The finding that the vaccine was not at all efficacious amongst men who were circumcised or in uncircumcised men who did not have pre-existing Ad5 immunity raises doubts as to whether efficacy was genuinely hindered by Ad5 serostatus. This is further supported by the results of HVTN505 study which tested only circumcised individuals without Ad5 antibodies, yet no protection was observed. Moreover, the absence of Ad5 antibodies in the HVTN505 study participants (which should in theory allow for higher immunogenicity) was not associated with any significant enhancement of the magnitude and quality of immune responses over those seen in the STEP and Phambili studies. Therefore, Ad5 serostatus can be safely removed from the equation, leaving the only plausible explanation for vaccine failure to be the quality and quantity of immune responses. If this can be fully documented beyond doubt then it implies that either the Ad5 delivery vector or the HIV-1 antigens used were not immunogenic enough to afford protection from infection or post-infection virus control. However, considering that Ad5 is one of the most immunogenic vectors currently available, (and that the immunogen used in these studies was comprehensive and well-designed), this would have serious implications for vaccine design, as it sets the bar really high for new candidate vaccines which would be expected to stimulate responses of extremely higher magnitudes and superior qualitative properties in order to achieve even the minimal efficacy. On a brighter side, this would perhaps instigate intense scrutiny of the current methods used for assessing vaccine immunogenicity in order to standardize and synchronize with those for efficacy measurements.
One other interesting question is whether (and how) Ad5 sero-positivity is intrinsically associated with HIV acquisition. Although studies of uncircumcised men document increased risk of natural HIV acquisition due to a high frequency of CD4+CCR5+ target cells in the foreskin (Prodger et al., 2012), how this relates their Ad5 sero-positivity and titre levels with infection risk is not very clear. However, the fact that the risk of HIV-1 acquisition in the STEP study diminished with time after immunization, and eventually leveled up with placebo recipients (Buchbinder et al., 2008) might in actual fact support a role for vaccine-induced immune activation in HIV acquisition (Tenbusch et al., 2012).

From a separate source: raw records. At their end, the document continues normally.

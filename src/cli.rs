//! Command-line interface for the aggregation engine.

use salesgrid::config::EngineFileConfig;
use salesgrid::data::{CsvSource, DataConfig, DEFAULT_BATCH_SIZE};
use salesgrid::engine::{AggregationResult, Engine, EngineConfig};
use salesgrid::error::{AggregationError, Result};
use salesgrid::export::{read_matrix, write_matrix};
use salesgrid::merge::MergePolicy;
use salesgrid::report::{MatrixSummary, ResultFormatter};
use salesgrid::types::ResampleFrequency;

use clap::{Parser, Subcommand, ValueEnum};
use std::fs;
use std::path::{Path, PathBuf};
use tracing::{info, Level};
use tracing_subscriber::FmtSubscriber;

/// Salesgrid - memory-bounded aggregation of sales records into series x period matrices.
#[derive(Parser)]
#[command(name = "salesgrid")]
#[command(version)]
#[command(about = "Aggregate long-format sales records into a wide series x period matrix")]
#[command(long_about = None)]
pub struct Cli {
    /// Verbosity level
    #[arg(short, long, action = clap::ArgAction::Count)]
    pub verbose: u8,

    /// Output format
    #[arg(short, long, value_enum, default_value = "text")]
    pub output: OutputFormat,

    #[command(subcommand)]
    pub command: Commands,
}

#[derive(Subcommand)]
pub enum Commands {
    /// Aggregate a long-format CSV file
    Aggregate {
        /// Path to the unique_id,date,y CSV file
        #[arg(short, long)]
        data: PathBuf,

        /// Where to write the matrix (.csv or .json)
        #[arg(short, long)]
        matrix: Option<PathBuf>,

        /// Frequency: W, W-MON..W-SUN, M
        #[arg(short, long, default_value = "W")]
        frequency: String,

        /// Days per processing window (defaults to 14 weekly, 59 monthly)
        #[arg(short, long)]
        span: Option<i64>,

        /// Checkpoint the running matrix to this file after each window
        #[arg(short, long)]
        checkpoint: Option<PathBuf>,

        /// How to treat a period produced by two windows
        #[arg(long, value_enum, default_value = "sum")]
        merge_policy: MergePolicyArg,

        /// Aggregate windows in parallel
        #[arg(long)]
        parallel: bool,

        /// Drop series whose cells are all zero
        #[arg(long)]
        drop_zero_series: bool,

        /// Records per batch when scanning the file
        #[arg(long, default_value_t = DEFAULT_BATCH_SIZE)]
        batch_size: usize,

        /// Date format (e.g. %Y-%m-%d); common formats are tried when omitted
        #[arg(long)]
        date_format: Option<String>,

        /// CSV delimiter; auto-detected when omitted
        #[arg(long)]
        delimiter: Option<char>,

        /// Values use a decimal comma
        #[arg(long)]
        decimal_comma: bool,

        /// Skip unparseable rows instead of failing
        #[arg(long)]
        skip_invalid: bool,

        /// Write the JSON run report to this file
        #[arg(long)]
        report: Option<PathBuf>,

        /// Hide the progress bar
        #[arg(long)]
        no_progress: bool,
    },

    /// Show statistics and a preview of a matrix or checkpoint file
    Inspect {
        /// Matrix file (.csv or .json)
        #[arg(short, long)]
        matrix: PathBuf,

        /// Number of series to preview
        #[arg(short, long, default_value = "10")]
        rows: usize,

        /// Number of trailing periods to preview
        #[arg(short, long, default_value = "6")]
        columns: usize,
    },

    /// Generate an example configuration file
    Init {
        /// Output file path
        #[arg(short, long, default_value = "salesgrid.toml")]
        output: PathBuf,
    },

    /// Run an aggregation from a configuration file
    RunConfig {
        /// Path to configuration file
        #[arg(short, long)]
        config: PathBuf,
    },
}

#[derive(Debug, Copy, Clone, PartialEq, Eq, ValueEnum)]
pub enum OutputFormat {
    Text,
    Json,
}

#[derive(Debug, Copy, Clone, PartialEq, Eq, ValueEnum)]
pub enum MergePolicyArg {
    /// Add overlapping period cells
    Sum,
    /// Fail when two windows produce the same period
    Reject,
}

impl From<MergePolicyArg> for MergePolicy {
    fn from(arg: MergePolicyArg) -> Self {
        match arg {
            MergePolicyArg::Sum => MergePolicy::Sum,
            MergePolicyArg::Reject => MergePolicy::Reject,
        }
    }
}

impl Cli {
    /// Initialize logging based on verbosity level.
    pub fn init_logging(&self) {
        let level = match self.verbose {
            0 => Level::WARN,
            1 => Level::INFO,
            2 => Level::DEBUG,
            _ => Level::TRACE,
        };

        let subscriber = FmtSubscriber::builder()
            .with_max_level(level)
            .with_target(false)
            .finish();

        if let Err(e) = tracing::subscriber::set_global_default(subscriber) {
            eprintln!("Failed to set tracing subscriber: {}", e);
        }
    }
}

pub fn run() -> Result<()> {
    let cli = Cli::parse();
    cli.init_logging();
    execute(&cli)
}

fn execute(cli: &Cli) -> Result<()> {
    match &cli.command {
        Commands::Aggregate {
            data,
            matrix,
            frequency,
            span,
            checkpoint,
            merge_policy,
            parallel,
            drop_zero_series,
            batch_size,
            date_format,
            delimiter,
            decimal_comma,
            skip_invalid,
            report,
            no_progress,
        } => {
            let frequency: ResampleFrequency = frequency.parse()?;
            let engine_config = EngineConfig {
                frequency,
                window_span_days: span.unwrap_or_else(|| frequency.default_window_span()),
                checkpoint_enabled: checkpoint.is_some(),
                checkpoint_path: checkpoint.clone(),
                merge_policy: (*merge_policy).into(),
                parallel: *parallel,
                drop_zero_series: *drop_zero_series,
                show_progress: !*no_progress && cli.output == OutputFormat::Text,
            };
            let data_config = DataConfig {
                date_format: date_format.clone(),
                delimiter: delimiter.map(delimiter_byte).transpose()?,
                decimal_comma: *decimal_comma,
                skip_invalid: *skip_invalid,
                batch_size: *batch_size,
                ..Default::default()
            };
            run_aggregation(
                data,
                data_config,
                engine_config,
                matrix.as_deref(),
                report.as_deref(),
                cli.output,
            )
        }

        Commands::Inspect {
            matrix,
            rows,
            columns,
        } => inspect_matrix(matrix, *rows, *columns, cli.output),

        Commands::Init { output } => init_config(output),

        Commands::RunConfig { config } => run_from_config(config, cli.output),
    }
}

fn delimiter_byte(c: char) -> Result<u8> {
    if c.is_ascii() {
        Ok(c as u8)
    } else {
        Err(AggregationError::ConfigError(format!(
            "Delimiter must be a single ASCII character, got '{}'",
            c
        )))
    }
}

fn run_aggregation(
    data: &Path,
    data_config: DataConfig,
    engine_config: EngineConfig,
    matrix_path: Option<&Path>,
    report_path: Option<&Path>,
    output: OutputFormat,
) -> Result<()> {
    engine_config.validate()?;
    info!("Reading records from: {}", data.display());
    let source = CsvSource::open(data, data_config)?;

    let engine = Engine::new(engine_config);
    let result = engine.run(&source)?;

    if let Some(path) = matrix_path {
        write_matrix(&result.matrix, path)?;
        info!("Matrix written to: {}", path.display());
    }
    if let Some(path) = report_path {
        fs::write(path, ResultFormatter::to_json(&result.report))?;
        info!("Report written to: {}", path.display());
    }

    print_result(&result, output);
    Ok(())
}

fn print_result(result: &AggregationResult, output: OutputFormat) {
    match output {
        OutputFormat::Text => {
            ResultFormatter::print_report(result);
            ResultFormatter::print_preview(&result.matrix, 10, 6);
        }
        OutputFormat::Json => println!("{}", ResultFormatter::to_json(&result.report)),
    }
}

fn inspect_matrix(path: &Path, rows: usize, columns: usize, output: OutputFormat) -> Result<()> {
    let matrix = read_matrix(path)?;
    let summary = MatrixSummary::from_matrix(&matrix);

    match output {
        OutputFormat::Text => {
            println!("Matrix: {}", path.display());
            println!();
            ResultFormatter::print_summary(&summary);
            println!();
            if !matrix.is_empty() {
                ResultFormatter::print_preview(&matrix, rows, columns);
            }
        }
        OutputFormat::Json => println!(
            "{}",
            serde_json::to_string_pretty(&summary).unwrap_or_else(|_| "{}".to_string())
        ),
    }
    Ok(())
}

fn init_config(output: &Path) -> Result<()> {
    let example = EngineFileConfig::example();
    fs::write(output, example)?;
    println!("Created example configuration file: {}", output.display());
    println!("\nEdit this file to point at your data, then run:");
    println!("  salesgrid run-config -c {}", output.display());
    Ok(())
}

fn run_from_config(config_path: &Path, output: OutputFormat) -> Result<()> {
    let file_config = EngineFileConfig::load(config_path)?;
    let mut engine_config = file_config.to_engine_config()?;
    engine_config.show_progress &= output == OutputFormat::Text;
    let data_config = file_config.to_data_config()?;

    let data_path = file_config.data.path.as_deref().ok_or_else(|| {
        AggregationError::ConfigError("No data path specified in config".to_string())
    })?;

    run_aggregation(
        data_path,
        data_config,
        engine_config,
        file_config.output.path.as_deref(),
        file_config.output.report_path.as_deref(),
        output,
    )
}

Perhaps this could be as a result of generalized immune activation or induction of activated vaccine-specific HIV-1 targets with mucosal-homing properties. Should this be the case, then this would not be unique to Ad5 vectors alone and it would therefore be expected to equally affect other delivery vectors capable of inducing activated mucosal-homing target cells. However, as there were no notable differences in activated circulating T cells between vaccinees and placebos, it is unlikely that generalized vaccine-induced immune activation played a role, although it remains possible that there could have been significant differences in activated targets at mucosal sites which were not measured.

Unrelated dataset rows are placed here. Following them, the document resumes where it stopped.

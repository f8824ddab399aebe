//! Per-window aggregation: filter, daily subtotal, pivot, resample.

use crate::data::RecordSource;
use crate::error::Result;
use crate::matrix::SeriesMatrix;
use crate::types::{Record, ResampleFrequency, Window};
use chrono::NaiveDate;
use std::collections::BTreeMap;
use tracing::debug;

/// Aggregated output of a single window.
#[derive(Debug, Clone, PartialEq)]
pub struct WindowMatrix {
    pub window: Window,
    pub matrix: SeriesMatrix,
    /// Number of input records that fell inside the window.
    pub records: usize,
}

/// Daily id-by-date subtotals for one window.
///
/// Records outside the window are ignored; duplicates on the same id and day
/// are summed. Only id/date pairs that were observed get a cell.
#[derive(Debug, Clone)]
pub struct DailyPivot {
    window: Window,
    cells: BTreeMap<String, BTreeMap<NaiveDate, f64>>,
    records: usize,
}

impl DailyPivot {
    pub fn new(window: Window) -> Self {
        Self {
            window,
            cells: BTreeMap::new(),
            records: 0,
        }
    }

    /// Add a record if it falls inside the window. Returns whether it did.
    pub fn add(&mut self, record: &Record) -> bool {
        if !self.window.contains(record.date) {
            return false;
        }

        if let Some(row) = self.cells.get_mut(&record.unique_id) {
            *row.entry(record.date).or_insert(0.0) += record.y;
        } else {
            let mut row = BTreeMap::new();
            row.insert(record.date, record.y);
            self.cells.insert(record.unique_id.clone(), row);
        }
        self.records += 1;
        true
    }

    /// Number of records accepted so far.
    pub fn records(&self) -> usize {
        self.records
    }

    /// Number of distinct id/day cells.
    pub fn cell_count(&self) -> usize {
        self.cells.values().map(BTreeMap::len).sum()
    }

    /// Subtotal for one id and day.
    pub fn get(&self, unique_id: &str, date: NaiveDate) -> Option<f64> {
        self.cells.get(unique_id)?.get(&date).copied()
    }

    /// Sum daily columns into period buckets.
    pub fn resample(self, frequency: ResampleFrequency) -> WindowMatrix {
        let mut matrix = SeriesMatrix::new();
        for (unique_id, row) in &self.cells {
            for (date, value) in row {
                debug_assert!(
                    self.window.contains(*date),
                    "{} outside window {}",
                    date,
                    self.window
                );
                matrix.add(unique_id, frequency.period_start(*date), *value);
            }
        }

        WindowMatrix {
            window: self.window,
            matrix,
            records: self.records,
        }
    }
}

/// Turns the records of one window into a window-local [`SeriesMatrix`].
#[derive(Debug, Clone, Copy)]
pub struct WindowAggregator {
    frequency: ResampleFrequency,
}

impl WindowAggregator {
    pub fn new(frequency: ResampleFrequency) -> Self {
        Self { frequency }
    }

    pub fn frequency(&self) -> ResampleFrequency {
        self.frequency
    }

    /// Aggregate the records of `window` from an in-memory collection.
    pub fn aggregate<'a, I>(&self, records: I, window: Window) -> WindowMatrix
    where
        I: IntoIterator<Item = &'a Record>,
    {
        let mut pivot = DailyPivot::new(window);
        for record in records {
            pivot.add(record);
        }
        pivot.resample(self.frequency)
    }

    /// Aggregate the records of `window` with one scan over `source`.
    pub fn aggregate_source<S>(&self, source: &S, window: Window) -> Result<WindowMatrix>
    where
        S: RecordSource + ?Sized,
    {
        let mut pivot = DailyPivot::new(window);
        for batch in source.scan()? {
            for record in &batch? {
                pivot.add(record);
            }
        }

        debug!(
            "Window {}: {} records into {} daily cells",
            window,
            pivot.records(),
            pivot.cell_count()
        );

        Ok(pivot.resample(self.frequency))
    }
}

This then raises another interesting question as to whether the outcome of the STEP/Phambili/HVTN505 studies would have been significantly worse (or better) had the vaccines been administered mucosally. This question might have two sides to it, in the sense that mucosal delivery would probably have generated higher frequencies of activated HIV targets at the genital mucosae, hence increasing the potential of fuelling infection. On the other hand, induction of robust and polyfunctional effector immune responses at mucosal portals of HIV entry would probably have cleared the incoming HIV before infection became established. Although these questions have no clear cut answers and cannot be addressed retrospectively in the context of the clinical trials they relate to, they however highlight the extreme challenges in HIV vaccine delivery, and new studies designed to directly tackle these issues will be quite informative for future vaccine development research. Studies looking at whether the most promising delivery vectors (and the respective immunogens) can concurrently induce activated HIV-1 target cells that preferentially home to and persist in the genito-rectal and GALT mucosae, and whether or not such vaccine-induced cells become highly permissive to HIV infection will be of particular interest in efforts aimed at limiting the risk of vaccine-induced HIV-1 acquisition and accelerated disease progression.

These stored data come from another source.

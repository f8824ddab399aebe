//! Sparse series-by-period matrix.

use chrono::NaiveDate;
use serde::{Deserialize, Serialize};
use std::collections::{BTreeMap, BTreeSet};

/// Aggregated values keyed by series id and period start.
///
/// Cells that never received a value are absent, which is distinct from an
/// explicit zero. Rows and columns are kept in ascending order.
#[derive(Debug, Clone, Default, PartialEq, Serialize, Deserialize)]
pub struct SeriesMatrix {
    rows: BTreeMap<String, BTreeMap<NaiveDate, f64>>,
    columns: BTreeSet<NaiveDate>,
}

impl SeriesMatrix {
    /// Create an empty matrix.
    pub fn new() -> Self {
        Self::default()
    }

    /// Add `value` to the cell at (`unique_id`, `period`), creating it if absent.
    pub fn add(&mut self, unique_id: &str, period: NaiveDate, value: f64) {
        self.add_series(unique_id);
        if let Some(row) = self.rows.get_mut(unique_id) {
            *row.entry(period).or_insert(0.0) += value;
        }
        self.columns.insert(period);
    }

    /// Register a column without any cells.
    pub fn add_column(&mut self, period: NaiveDate) {
        self.columns.insert(period);
    }

    /// Register a series without any cells.
    pub fn add_series(&mut self, unique_id: &str) {
        if !self.rows.contains_key(unique_id) {
            self.rows.insert(unique_id.to_string(), BTreeMap::new());
        }
    }

    /// Value of a cell, or None when the series had no activity in the period.
    pub fn get(&self, unique_id: &str, period: NaiveDate) -> Option<f64> {
        self.rows.get(unique_id)?.get(&period).copied()
    }

    /// All cells of one series.
    pub fn row(&self, unique_id: &str) -> Option<&BTreeMap<NaiveDate, f64>> {
        self.rows.get(unique_id)
    }

    /// Iterate over rows in id order.
    pub fn rows(&self) -> impl Iterator<Item = (&str, &BTreeMap<NaiveDate, f64>)> {
        self.rows.iter().map(|(id, row)| (id.as_str(), row))
    }

    /// Consume the matrix into its rows.
    pub fn into_rows(self) -> BTreeMap<String, BTreeMap<NaiveDate, f64>> {
        self.rows
    }

    /// Series ids in ascending order.
    pub fn series_ids(&self) -> impl Iterator<Item = &str> {
        self.rows.keys().map(String::as_str)
    }

    /// Period columns in ascending order.
    pub fn columns(&self) -> impl Iterator<Item = NaiveDate> + '_ {
        self.columns.iter().copied()
    }

    pub fn contains_column(&self, period: NaiveDate) -> bool {
        self.columns.contains(&period)
    }

    pub fn n_series(&self) -> usize {
        self.rows.len()
    }

    pub fn n_columns(&self) -> usize {
        self.columns.len()
    }

    /// Number of non-absent cells.
    pub fn cell_count(&self) -> usize {
        self.rows.values().map(BTreeMap::len).sum()
    }

    pub fn is_empty(&self) -> bool {
        self.rows.is_empty()
    }

    /// Sum over every cell.
    pub fn total(&self) -> f64 {
        self.rows.values().flat_map(|row| row.values()).sum()
    }

    /// Sum over one series.
    pub fn series_total(&self, unique_id: &str) -> Option<f64> {
        self.rows.get(unique_id).map(|row| row.values().sum())
    }

    /// Remove series whose cells are all zero (or that have no cells).
    ///
    /// Columns left without any cell are removed as well. Returns the number
    /// of series dropped.
    pub fn drop_all_zero_series(&mut self) -> usize {
        let before = self.rows.len();
        self.rows.retain(|_, row| row.values().any(|v| *v != 0.0));
        let dropped = before - self.rows.len();
        if dropped > 0 {
            self.columns = self
                .rows
                .values()
                .flat_map(|row| row.keys().copied())
                .collect();
        }
        dropped
    }

    /// First and last period, if any.
    pub fn period_range(&self) -> Option<(NaiveDate, NaiveDate)> {
        Some((*self.columns.first()?, *self.columns.last()?))
    }
}
//! Session state machine.
//!
//! Owns the clock and the word tracker and mutates them only through the
//! transition table in [`transition`](super::transition). It has no thread;
//! ticks arrive as commands carrying the token issued when the clock was
//! armed.
//!
//! ## Usage
//!
//! ```ignore
//! let mut session = SessionStateMachine::new(12, &config)?;
//! session.start();
//! // Once per second:
//! session.advance_clock(); // Returns Some(Event::FlashReached) at the threshold
//! ```

use chrono::Utc;

use super::snapshot::SessionSnapshot;
use super::tracker::WordIndexTracker;
use super::transition::{transition, Command, Effect, Phase, Trigger};
use crate::clock::{format_time, Clock, TickToken};
use crate::codec::{self, SessionResult};
use crate::config::LiteracyConfig;
use crate::error::SessionError;
use crate::events::Event;

#[derive(Debug, Clone)]
pub struct SessionStateMachine {
    phase: Phase,
    flash_time: u64,
    clock: Clock,
    words: WordIndexTracker,
}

Perspectives and Conclusion
Ideally, vectors for HIV-1 vaccines should directly target antigen presenting cells (APCs) or other immune cells to induce long-lived, strong antibody and cellular responses that can broadly disseminate to systemic and mucosal compartments. The vaccine-specific T cells in particular should be broad and contain activated effector, effector memory and central memory phenotypes in various proportions in order to achieve a proper balance between immediate virus clearance and sustained immune-surveillance for long-term protection, as demonstrated by the RhCMV-SIV vaccine which controlled and cleared pathogenic SIV infection (Hansen et al., 2009, 2011, 2013). Furthermore, vectors which can stimulate polyfunctional CD4+ and CD8+ T cells that act in concert with B cells to inhibit HIV replication through a variety of mechanisms would be more successful than those inducing only mono-functional T cells of either subset alone.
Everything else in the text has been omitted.